2. A prepreg prepared by using the crosslinkable hydrocarbon polymer composition according to claim 1, characterized by comprising the specific steps of:

(2) and soaking the fiber cloth in the uniform dispersion liquid, and baking and drying to obtain a prepreg.

3. The prepreg according to claim 2, wherein the solvent of the homogeneous dispersion of the crosslinkable hydrocarbon polymer composition is one of water, an organic solvent, or a mixture thereof, which can uniformly disperse the crosslinkable hydrocarbon polymer composition;

the fiber cloth is one of 106, 1080 or 2116 electronic grade alkali-free glass fiber cloth, carbon fiber, boron fiber, Kevlar, polyimide, polytetrafluoroethylene and polyester fiber cloth;

the baking and drying are divided into two stages, wherein the baking and drying temperature of the first stage is 50-120 ℃, and the baking and drying time is 1-30 min; the second stage baking and drying temperature is 150-350 ℃, and the time is 1-30 min.

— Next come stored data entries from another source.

use std::sync::Arc;

use chrono::Duration;
use tracing::info;

use super::cache::{default_artifact_ttl, AssessmentResultCache, Fingerprint};
use super::catalog::Stage;
use super::domain::{
    AssessmentArtifact, AssessmentSubmission, CandidateId, GradedOutcome, RouteDecision,
    StageRecord,
};
use super::policy::decide_route;
use super::recorder::StageCompletionRecorder;
use super::store::{ProfileBackend, ProfileStageStore, StoreError};

/// Boundary to the external assessment scorers (resume parser, MCQ grader,
/// coding grader, interview scheduler). The core consumes only the pass and
/// scheduled flags of the graded outcome.
pub trait AssessmentScorer: Send + Sync {
    fn grade(
        &self,
        candidate: &CandidateId,
        submission: &AssessmentSubmission,
    ) -> Result<GradedOutcome, ScorerError>;
}

/// Failure reported by an external scorer. The stage record is left untouched
/// in this case, which keeps the candidate on their current stage.
#[derive(Debug, thiserror::Error)]
pub enum ScorerError {
    #[error("assessment scorer unavailable: {0}")]
    Unavailable(String),
    #[error("scorer rejected the submission: {0}")]
    Rejected(String),
}

/// Facade composing the stage store, transition policy, completion recorder,
/// and artifact cache behind the inbound contracts the UI layer calls.
pub struct VettingFlowService<B, S> {
    store: ProfileStageStore<B>,
    recorder: StageCompletionRecorder<B>,
    cache: AssessmentResultCache,
    scorer: Arc<S>,
    artifact_ttl: Duration,
}

impl<B, S> VettingFlowService<B, S>
where
    B: ProfileBackend,
    S: AssessmentScorer,
{
    pub fn new(backend: Arc<B>, scorer: Arc<S>) -> Self {
        Self::with_artifact_ttl(backend, scorer, default_artifact_ttl())
    }

    /// Build the service with a configured artifact lifetime instead of the
    /// default session TTL.
    pub fn with_artifact_ttl(backend: Arc<B>, scorer: Arc<S>, artifact_ttl: Duration) -> Self {
        let store = ProfileStageStore::new(backend);
        let recorder = StageCompletionRecorder::new(store.clone());
        Self {
            store,
            recorder,
            cache: AssessmentResultCache::default(),
            scorer,
            artifact_ttl,
        }
    }

    /// Fetch the candidate's record and compute where the UI should send them.
    pub fn decide_next_route(
        &self,
        candidate: &CandidateId,
        role: Option<&str>,
    ) -> Result<RouteDecision, ServiceError> {
        let record = self.store.get(candidate)?;
        // The policy emits the warn event itself when it falls back to a
        // restart; the decision carries the warning for the caller.
        Ok(decide_route(record.as_ref(), role))
    }

    /// Record an already-scored outcome against the candidate's stage record.
    pub fn record_outcome(
        &self,
        candidate: &CandidateId,
        stage: Stage,
        passed: bool,
        scheduled: bool,
    ) -> Result<StageRecord, ServiceError> {
        let record = self
            .recorder
            .record_outcome(candidate, stage, passed, scheduled)?;
        info!(
            candidate = %candidate.0,
            stage = stage.label(),
            status = record.last_status.label(),
            "stage outcome recorded"
        );
        Ok(record)
    }

    /// Grade a submission through the external scorer, then record the stage
    /// outcome. The scoring step always runs first and is never rolled back:
    /// if the bookkeeping write fails, the graded outcome is returned inside
    /// the error so the caller can retry the write without re-scoring.
    pub fn submit_assessment(
        &self,
        candidate: &CandidateId,
        submission: &AssessmentSubmission,
    ) -> Result<GradedOutcome, ServiceError> {
        let outcome = self.scorer.grade(candidate, submission)?;

        match self.recorder.record_outcome(
            candidate,
            outcome.stage,
            outcome.passed,
            outcome.scheduled,
        ) {
            Ok(_) => Ok(outcome),
            Err(source) => Err(ServiceError::StageWriteFailed { outcome, source }),
        }
    }

    pub fn cached_artifact(&self, fingerprint: Fingerprint) -> Option<AssessmentArtifact> {
        self.cache.get(fingerprint)
    }

    /// Store a generated artifact. `ttl` defaults to the service's configured
    /// artifact lifetime.
    pub fn store_artifact(
        &self,
        fingerprint: Fingerprint,
        artifact: AssessmentArtifact,
        ttl: Option<Duration>,
    ) {
        self.cache
            .put(fingerprint, artifact, ttl.unwrap_or(self.artifact_ttl));
    }

    pub fn invalidate_artifact(&self, fingerprint: Fingerprint) {
        self.cache.invalidate(fingerprint);
    }
}

/// Error raised by the vetting flow facade.
#[derive(Debug, thiserror::Error)]
pub enum ServiceError {
    #[error(transparent)]
    Store(#[from] StoreError),
    #[error(transparent)]
    Scorer(#[from] ScorerError),
    /// The score is committed upstream; only the stage pointer write failed
    /// and should be retried by the caller.
    #[error("stage record write failed after grading: {source}")]
    StageWriteFailed {
        outcome: GradedOutcome,
        #[source]
        source: StoreError,
    },
}
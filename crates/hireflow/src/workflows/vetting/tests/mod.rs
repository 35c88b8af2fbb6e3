mod common;
mod policy;
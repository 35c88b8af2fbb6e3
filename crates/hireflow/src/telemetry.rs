use crate::config::{AppEnvironment, TelemetryConfig};
use std::env;
use std::fmt;
use tracing_subscriber::filter::ParseError;
use tracing_subscriber::EnvFilter;

#[derive(Debug)]
pub enum TelemetryError {
    Directives { value: String, source: ParseError },
    Subscriber(Box<dyn std::error::Error + Send + Sync>),
}

impl fmt::Display for TelemetryError {
    fn fmt(&self, f: &mut fmt::Formatter<'_>) -> fmt::Result {
        match self {
            TelemetryError::Directives { value, .. } => {
                write!(f, "invalid log filter directives '{value}'")
            }
            TelemetryError::Subscriber(err) => write!(f, "telemetry error: {err}"),
        }
    }
}

impl std::error::Error for TelemetryError {
    fn source(&self) -> Option<&(dyn std::error::Error + 'static)> {
        match self {
            TelemetryError::Directives { source, .. } => Some(source),
            TelemetryError::Subscriber(err) => Some(&**err),
        }
    }
}

/// Install the global tracing subscriber. `RUST_LOG` overrides the configured
/// level; production output is compact and plain, everything else keeps ANSI
/// and event targets for local debugging.
pub fn init(environment: AppEnvironment, config: &TelemetryConfig) -> Result<(), TelemetryError> {
    let directives = resolve_directives(env::var(EnvFilter::DEFAULT_ENV).ok(), config);
    let filter = parse_directives(&directives)?;

    let builder = tracing_subscriber::fmt().with_env_filter(filter);
    match environment {
        AppEnvironment::Production => builder
            .compact()
            .with_ansi(false)
            .with_target(false)
            .try_init(),
        AppEnvironment::Development | AppEnvironment::Test => {
            builder.with_target(true).try_init()
        }
    }
    .map_err(TelemetryError::Subscriber)
}

fn resolve_directives(env_override: Option<String>, config: &TelemetryConfig) -> String {
    env_override
        .filter(|value| !value.trim().is_empty())
        .unwrap_or_else(|| config.log_level.clone())
}

fn parse_directives(directives: &str) -> Result<EnvFilter, TelemetryError> {
    EnvFilter::try_new(directives).map_err(|source| TelemetryError::Directives {
        value: directives.to_string(),
        source,
    })
}
//! Navigation operations implementation

use crate::error::FsError;
use crate::navigate::ResolvedPath;
use log::debug;

/// Validates a change-directory target and returns the new working directory.
///
/// The target must be an existing directory; the caller stores the result
/// as its session `cwd`.
pub fn change_directory(target: &ResolvedPath) -> Result<ResolvedPath, FsError> {
    if !target.as_path().is_dir() {
        return Err(FsError::DirNotExist(target.virtual_path()));
    }

    debug!("Changed directory to {}", target);
    Ok(target.clone())
}
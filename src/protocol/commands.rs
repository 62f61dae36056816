//! Module `commands`
//!
//! The closed set of shell commands, their parser, and the result type
//! every handler returns.

use crate::navigate::ResolvedPath;

/// A shell command parsed from one input line.
///
/// Path arguments are kept as the user typed them; handlers resolve them
/// against the session.
#[derive(Debug, PartialEq)]
pub enum Command {
    MakeDir(String),
    MakeFile(String),
    ChangeDir(String),
    WriteFile(String),
    ReadFile(String),
    Delete(String),
    Copy(String, String),
    Move(String, String),
    Free,
    Exit,
    /// Blank line
    Empty,
    /// Known command, wrong number of arguments
    Usage(&'static str),
    /// Unknown or unsupported command
    Unknown(String),
}

/// Represents the outcome status of executing a command.
#[derive(Debug)]
pub enum CommandStatus {
    Success,
    Failure(String),
    /// The next input line is content to append to this file.
    AwaitContent(ResolvedPath),
    CloseConnection,
}

/// Struct encapsulating the full result of a command execution.
#[derive(Debug)]
pub struct CommandResult {
    pub status: CommandStatus,
    pub message: Option<String>,
}

impl CommandResult {
    pub fn success(message: Option<String>) -> Self {
        Self {
            status: CommandStatus::Success,
            message,
        }
    }
}

fn one(args: &[&str], usage: &'static str) -> Result<String, Command> {
    match args {
        [path] => Ok(path.to_string()),
        _ => Err(Command::Usage(usage)),
    }
}

fn two(args: &[&str], usage: &'static str) -> Result<(String, String), Command> {
    match args {
        [src, dst] => Ok((src.to_string(), dst.to_string())),
        _ => Err(Command::Usage(usage)),
    }
}

fn none(args: &[&str], usage: &'static str) -> Result<(), Command> {
    if args.is_empty() {
        Ok(())
    } else {
        Err(Command::Usage(usage))
    }
}

/// Parses a raw input line into a [`Command`].
///
/// Command words are case-insensitive and each has a short alias.
/// Arguments are whitespace separated; a known command with the wrong
/// number of arguments parses as [`Command::Usage`].
pub fn parse_command(raw: &str) -> Command {
    let mut parts = raw.split_whitespace();
    let Some(word) = parts.next() else {
        return Command::Empty;
    };
    let args: Vec<&str> = parts.collect();

    let parsed = match word.to_ascii_lowercase().as_str() {
        "makefold" | "mkdir" => one(&args, "MakeFold <path>").map(Command::MakeDir),
        "makefile" | "touch" => one(&args, "MakeFile <path>").map(Command::MakeFile),
        "cd" => one(&args, "CD <path>").map(Command::ChangeDir),
        "writetextfile" | "write" => one(&args, "WriteTextFile <path>").map(Command::WriteFile),
        "viewtextfile" | "cat" => one(&args, "ViewTextFile <path>").map(Command::ReadFile),
        "delete" | "rm" => one(&args, "Delete <path>").map(Command::Delete),
        "copy" | "cp" => {
            two(&args, "Copy <source> <destination>").map(|(s, d)| Command::Copy(s, d))
        }
        "move" | "mv" => {
            two(&args, "Move <source> <destination>").map(|(s, d)| Command::Move(s, d))
        }
        "memory" | "free" => none(&args, "Memory").map(|()| Command::Free),
        "exit" | "quit" => none(&args, "Exit").map(|()| Command::Exit),
        _ => Ok(Command::Unknown(word.to_string())),
    };

    parsed.unwrap_or_else(|usage| usage)
}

4. A thermosetting copper-clad plate manufactured by adopting the prepreg according to claim 2 or 3 is characterized by comprising the following specific steps: laminating a prepreg, a film and copper foil coated on the surface together, and preparing the thermosetting copper-clad plate by a laminating process; the number of the prepregs is more than or equal to 1, the number of the films is more than or equal to 0, and the number of the copper foils is 1 or 2;

the laminating temperature of the laminating process is 150-350 ℃, and the laminating pressure is 70-170 kg/cm²The laminating time is 0.5-24 h;

the film is one or a mixture of more of fluorine-containing polymer, polyimide, polyolefin, polyaromatic hydrocarbon, polyamide, polyether ketone, polyether ether ketone, polyaryl ether, polyaryl sulfide, polyaryl ether sulfone, polyaryl ether ketone, polyaryl sulfide ketone, polyether sulfone ketone, polyaryl ether nitrile sulfone, polyaryl sulfide nitrile sulfone, polyphenyl quinoxaline, phenolic resin, epoxy resin, cyanate resin, polycarbonate, polyurethane and polyformaldehyde;

the thickness of the thermosetting copper-clad plate is controlled to be 0.1-10 mm.